Aim of the exercise
The records below must be transcribed exactly.

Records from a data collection

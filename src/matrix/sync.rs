//! Sync loop and event handlers.
//!
//! The first sync catches up on what happened while the bot was offline
//! (mostly invites) without dispatching old messages. Only messages received
//! after it reach the message callback.

use std::sync::Arc;

use log::{error, info, warn};
use matrix_sdk::{
    Client, LoopCtrl, Room, RoomState,
    config::SyncSettings,
    ruma::{
        api::client::filter::FilterDefinition,
        events::room::{
            member::StrippedRoomMemberEvent,
            message::{MessageType, OriginalSyncRoomMessageEvent},
        },
    },
};
use tokio::time::{Duration, sleep};

use crate::matrix::session::SessionStore;

const INITIAL_SYNC_RETRY: Duration = Duration::from_secs(5);
const MAX_JOIN_DELAY_SECS: u64 = 3600;

pub struct MatrixSync {
    client: Client,
    store: SessionStore,
}

impl MatrixSync {
    pub fn new(client: &Client, store: &SessionStore) -> Self {
        MatrixSync {
            client: client.to_owned(),
            store: store.to_owned(),
        }
    }

    /// Syncs until an error occurs.
    ///
    /// `on_ready` runs once, after the initial sync. `on_message` receives the
    /// body, room id, sender id and event id of every new text message.
    pub async fn sync<R, F>(&self, on_ready: R, on_message: F) -> anyhow::Result<()>
    where
        R: FnOnce(),
        F: Fn(String, String, String, String) + Send + Sync + 'static,
    {
        self.client.add_event_handler(auto_join_rooms);

        let filter = FilterDefinition::with_lazy_loading();
        let mut sync_settings = SyncSettings::default().filter(filter.into());
        if let Some(sync_token) = self.store.sync_token() {
            sync_settings = sync_settings.token(sync_token);
        }

        let response = loop {
            match self.client.sync_once(sync_settings.clone()).await {
                Ok(response) => break response,
                Err(e) => {
                    error!("initial sync failed: {e}, retrying");
                    sleep(INITIAL_SYNC_RETRY).await;
                }
            }
        };
        if let Err(e) = self.store.save_sync_token(response.next_batch.clone()).await {
            error!("failed to save sync token: {:?}", e);
        }
        sync_settings = sync_settings.token(response.next_batch);

        info!("initial sync done");
        on_ready();

        let on_message = Arc::new(on_message);
        self.client.add_event_handler(
            move |event: OriginalSyncRoomMessageEvent, room: Room| {
                let on_message = Arc::clone(&on_message);
                async move { on_room_message(event, room, &on_message) }
            },
        );

        self.client
            .sync_with_result_callback(sync_settings, |sync_result| async move {
                let response = sync_result?;
                if let Err(e) = self.store.save_sync_token(response.next_batch).await {
                    error!("failed to save sync token: {:?}", e);
                }
                Ok(LoopCtrl::Continue)
            })
            .await?;

        Ok(())
    }
}

async fn auto_join_rooms(member: StrippedRoomMemberEvent, client: Client, room: Room) {
    let Some(user_id) = client.user_id() else {
        warn!("could not get user id from client");
        return;
    };
    if member.state_key != user_id {
        return;
    }

    tokio::spawn(async move {
        info!("joining room {}", room.room_id());
        let mut delay = 2;

        // Synapse can send the invite before the room is joinable
        while let Err(e) = room.join().await {
            if delay > MAX_JOIN_DELAY_SECS {
                error!("giving up joining room {} ({e:?})", room.room_id());
                return;
            }
            warn!(
                "failed to join room {} ({e:?}), retrying in {delay}s",
                room.room_id()
            );
            sleep(Duration::from_secs(delay)).await;
            delay *= 2;
        }
        info!("joined room {}", room.room_id());
    });
}

fn on_room_message<F>(event: OriginalSyncRoomMessageEvent, room: Room, on_message: &Arc<F>)
where
    F: Fn(String, String, String, String),
{
    if room.state() != RoomState::Joined {
        return;
    }

    let MessageType::Text(text) = event.content.msgtype else {
        return;
    };

    on_message(
        text.body,
        room.room_id().to_string(),
        event.sender.to_string(),
        event.event_id.to_string(),
    );
}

Answer space
filename src/matrix/sync.rs
//! Sync loop and event handlers.
//!
//! The first sync catches up on what happened while the bot was offline
//! (mostly invites) without dispatching old messages. Only messages received
//! after it reach the message callback.

use std::sync::Arc;

use log::{error, info, warn};
use matrix_sdk::{
    Client, LoopCtrl, Room, RoomState,
    config::SyncSettings,
    ruma::{
        api::client::filter::FilterDefinition,
        events::room::{
            member::StrippedRoomMemberEvent,
            message::{MessageType, OriginalSyncRoomMessageEvent},
        },
    },
};
use tokio::time::{Duration, sleep};

use crate::matrix::session::SessionStore;

const INITIAL_SYNC_RETRY: Duration = Duration::from_secs(5);
const MAX_JOIN_DELAY_SECS: u64 = 3600;

pub struct MatrixSync {
    client: Client,
    store: SessionStore,
}

impl MatrixSync {
    pub fn new(client: &Client, store: &SessionStore) -> Self {
        MatrixSync {
            client: client.to_owned(),
            store: store.to_owned(),
        }
    }

    /// Syncs until an error occurs.
    ///
    /// `on_ready` runs once, after the initial sync. `on_message` receives the
    /// body, room id, sender id and event id of every new text message.
    pub async fn sync<R, F>(&self, on_ready: R, on_message: F) -> anyhow::Result<()>
    where
        R: FnOnce(),
        F: Fn(String, String, String, String) + Send + Sync + 'static,
    {
        self.client.add_event_handler(auto_join_rooms);

        let filter = FilterDefinition::with_lazy_loading();
        let mut sync_settings = SyncSettings::default().filter(filter.into());
        if let Some(sync_token) = self.store.sync_token() {
            sync_settings = sync_settings.token(sync_token);
        }

        let response = loop {
            match self.client.sync_once(sync_settings.clone()).await {
                Ok(response) => break response,
                Err(e) => {
                    error!("initial sync failed: {e}, retrying");
                    sleep(INITIAL_SYNC_RETRY).await;
                }
            }
        };
        if let Err(e) = self.store.save_sync_token(response.next_batch.clone()).await {
            error!("failed to save sync token: {:?}", e);
        }
        sync_settings = sync_settings.token(response.next_batch);

        info!("initial sync done");
        on_ready();

        let on_message = Arc::new(on_message);
        self.client.add_event_handler(
            move |event: OriginalSyncRoomMessageEvent, room: Room| {
                let on_message = Arc::clone(&on_message);
                async move { on_room_message(event, room, &on_message) }
            },
        );

        self.client
            .sync_with_result_callback(sync_settings, |sync_result| async move {
                let response = sync_result?;
                if let Err(e) = self.store.save_sync_token(response.next_batch).await {
                    error!("failed to save sync token: {:?}", e);
                }
                Ok(LoopCtrl::Continue)
            })
            .await?;

        Ok(())
    }
}

async fn auto_join_rooms(member: StrippedRoomMemberEvent, client: Client, room: Room) {
    let Some(user_id) = client.user_id() else {
        warn!("could not get user id from client");
        return;
    };
    if member.state_key != user_id {
        return;
    }

    tokio::spawn(async move {
        info!("joining room {}", room.room_id());
        let mut delay = 2;

        // Synapse can send the invite before the room is joinable
        while let Err(e) = room.join().await {
            if delay > MAX_JOIN_DELAY_SECS {
                error!("giving up joining room {} ({e:?})", room.room_id());
                return;
            }
            warn!(
                "failed to join room {} ({e:?}), retrying in {delay}s",
                room.room_id()
            );
            sleep(Duration::from_secs(delay)).await;
            delay *= 2;
        }
        info!("joined room {}", room.room_id());
    });
}

fn on_room_message<F>(event: OriginalSyncRoomMessageEvent, room: Room, on_message: &Arc<F>)
where
    F: Fn(String, String, String, String),
{
    if room.state() != RoomState::Joined {
        return;
    }

    let MessageType::Text(text) = event.content.msgtype else {
        return;
    };

    on_message(
        text.body,
        room.room_id().to_string(),
        event.sender.to_string(),
        event.event_id.to_string(),
    );
}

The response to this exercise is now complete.